Тем памятным предновогодним вечером одинокая Марыся, вдовая дебелая тетка, готовилась откупорить шампанское и уже намазала было густо пишкетный бутерброд, достала сковороду с сочными хрикадельками, как в дверь постучали.

- Ой, лышенько! Хтой-то?

- Открой, Марыська! - за дверью дискантом звучал голос городского головы, который Марысю привечал, хотя и знал, что встречается она с ним вечерами исключительно по тем же причинам, что и с прошлым головой - чтоб не лишиться на старость лет хаты да достатка. С другой стороны, она всегда его утешала, говоря, что в казне городка денег еще в избытке, и что губернатор ничего не узнает, да и чего ему знать, коль денег в избытке? Песню такую пела она уже одиннадцатый год, а все не надоедало. И позволяло вытаскивать из изрядно исхудавшей мошны монеты то на престольный праздник, который в этом году почти месяц отмечали, благо на Спасовки пришлось, то на детский фонтанариум, который заработал с опозданием на три месяца, да и вода там была какая-то мутная, то на приезд бродячих балаганщиков, которые всем рассказали, почему в Энске все не так. Те так вообще народ разозлили, потому что единственный вывод, который балаганщики сделали: «Вы такие бедные, потому что ленивые и глупые», и убежали, хохоча, в столицу.

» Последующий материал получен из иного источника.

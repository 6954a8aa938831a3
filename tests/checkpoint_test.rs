//! Checkpoint round trips and architecture mismatches.

mod common;

use burn::prelude::*;
use tempfile::tempdir;

use birthplace_gpt::{
    infra::checkpoint::{
        check_config, config_path, load_config, load_params, save_checkpoint, save_params,
    },
    ml::attention::{AttentionKind, SynthesisMode},
    GptError,
};
use common::{test_device, tiny_config, TestBackend};

fn logits(model: &birthplace_gpt::ml::model::Gpt<TestBackend>) -> Vec<f32> {
    let ids: Vec<i32> = vec![3, 1, 4, 1, 5, 9, 2, 6];
    let tokens = Tensor::<TestBackend, 1, Int>::from_ints(ids.as_slice(), &test_device()).reshape([1, 8]);
    model.forward(tokens).unwrap().into_data().to_vec::<f32>().unwrap()
}

#[test]
fn test_round_trip_reproduces_logits() {
    let dir = tempdir().unwrap();
    let path = dir.path().join("model.params");
    let device = test_device();
    let config = tiny_config(12, 8);

    let original = config.init::<TestBackend>(&device).unwrap();
    save_checkpoint(&original, &config, &path).unwrap();
    assert!(path.with_extension("mpk").exists());

    let fresh = config.init::<TestBackend>(&device).unwrap();
    assert_ne!(logits(&original), logits(&fresh));

    let restored = load_params(fresh, &path, &device).unwrap();
    assert_eq!(logits(&original), logits(&restored));

    let sidecar = load_config(&path).unwrap();
    assert!(config_path(&path).exists());
    assert_eq!(sidecar.n_embd, config.n_embd);
    assert_eq!(sidecar.vocab_size, 12);
}

#[test]
fn test_synthesizer_round_trip() {
    let dir = tempdir().unwrap();
    let path = dir.path().join("synth.params");
    let device = test_device();
    let config = tiny_config(12, 8)
        .with_attention(AttentionKind::Synthesizer)
        .with_synthesis(SynthesisMode::Random);

    let original = config.init::<TestBackend>(&device).unwrap();
    save_params(&original, &path).unwrap();
    let restored = load_params(config.init::<TestBackend>(&device).unwrap(), &path, &device).unwrap();
    assert_eq!(logits(&original), logits(&restored));
}

#[test]
fn test_different_width_is_a_format_error() {
    let dir = tempdir().unwrap();
    let path = dir.path().join("model.params");
    let device = test_device();

    save_params(&tiny_config(12, 8).init::<TestBackend>(&device).unwrap(), &path).unwrap();
    let wider = tiny_config(12, 8).with_n_embd(64).init::<TestBackend>(&device).unwrap();
    let err = load_params(wider, &path, &device).unwrap_err();
    assert!(matches!(err, GptError::CheckpointFormat { .. }), "{err}");
}

#[test]
fn test_different_attention_is_a_format_error() {
    let dir = tempdir().unwrap();
    let path = dir.path().join("model.params");
    let device = test_device();

    save_params(&tiny_config(12, 8).init::<TestBackend>(&device).unwrap(), &path).unwrap();
    let synth = tiny_config(12, 8)
        .with_attention(AttentionKind::Synthesizer)
        .init::<TestBackend>(&device)
        .unwrap();
    let err = load_params(synth, &path, &device).unwrap_err();
    assert!(matches!(err, GptError::CheckpointFormat { .. }), "{err}");
}

#[test]
fn test_missing_checkpoint_is_a_read_error() {
    let dir = tempdir().unwrap();
    let device = test_device();
    let model = tiny_config(12, 8).init::<TestBackend>(&device).unwrap();
    let err = load_params(model, &dir.path().join("absent.params"), &device).unwrap_err();
    assert!(matches!(err, GptError::FileRead { .. }));
}

#[test]
fn test_sidecar_must_match_the_requested_architecture() {
    let dir = tempdir().unwrap();
    let path = dir.path().join("model.params");
    let device = test_device();
    let config = tiny_config(12, 8);
    save_checkpoint(&config.init::<TestBackend>(&device).unwrap(), &config, &path).unwrap();

    assert!(check_config(&path, &config).is_ok());
    assert!(check_config(&path, &config.clone().with_dropout(0.3)).is_ok());

    let random = config
        .clone()
        .with_attention(AttentionKind::Synthesizer)
        .with_synthesis(SynthesisMode::Random);
    let deeper = config.clone().with_n_layer(3);
    let other_vocab = tiny_config(13, 8);
    for expected in [random, deeper, other_vocab] {
        let err = check_config(&path, &expected).unwrap_err();
        assert!(matches!(err, GptError::CheckpointFormat { .. }), "{err}");
    }
}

Меж тем, деньги на шаромыжников были последние. И, к тому же, кто-то донес, что голова уже по финансовой части изоврался совсем, чем губернатор был страсть как недоволен, и даже пригрозил ссылкой и каторгой. Потому в новогоднюю ночь голова хотел женского тепла и ласки.

- Андрию мий, - Марыська кинулась к голове, распахнув полушубок пошире, пала на грудь белокурой голубкой и замерла, часто вздыхая. Не успела пара и слова молвить, как в дверь снова постучали.

- Ой, лышенько! Хтой-то? - снова вскричала Марыська. Голова тем временем, как всякий женатый чоловик, боящийся быть застигнутым в хате с холостою жинкой, пытался прятаться под кроватью - но мешало пузо.

- То ж я, Мыкита, - раздался за дверью голос прежнего головы. - Таперича я хучь и выборный от обществу, и в Москве у самой обретаюся, а все ж не забыл своей коханной! Подарок вот принес, сухариков столичных.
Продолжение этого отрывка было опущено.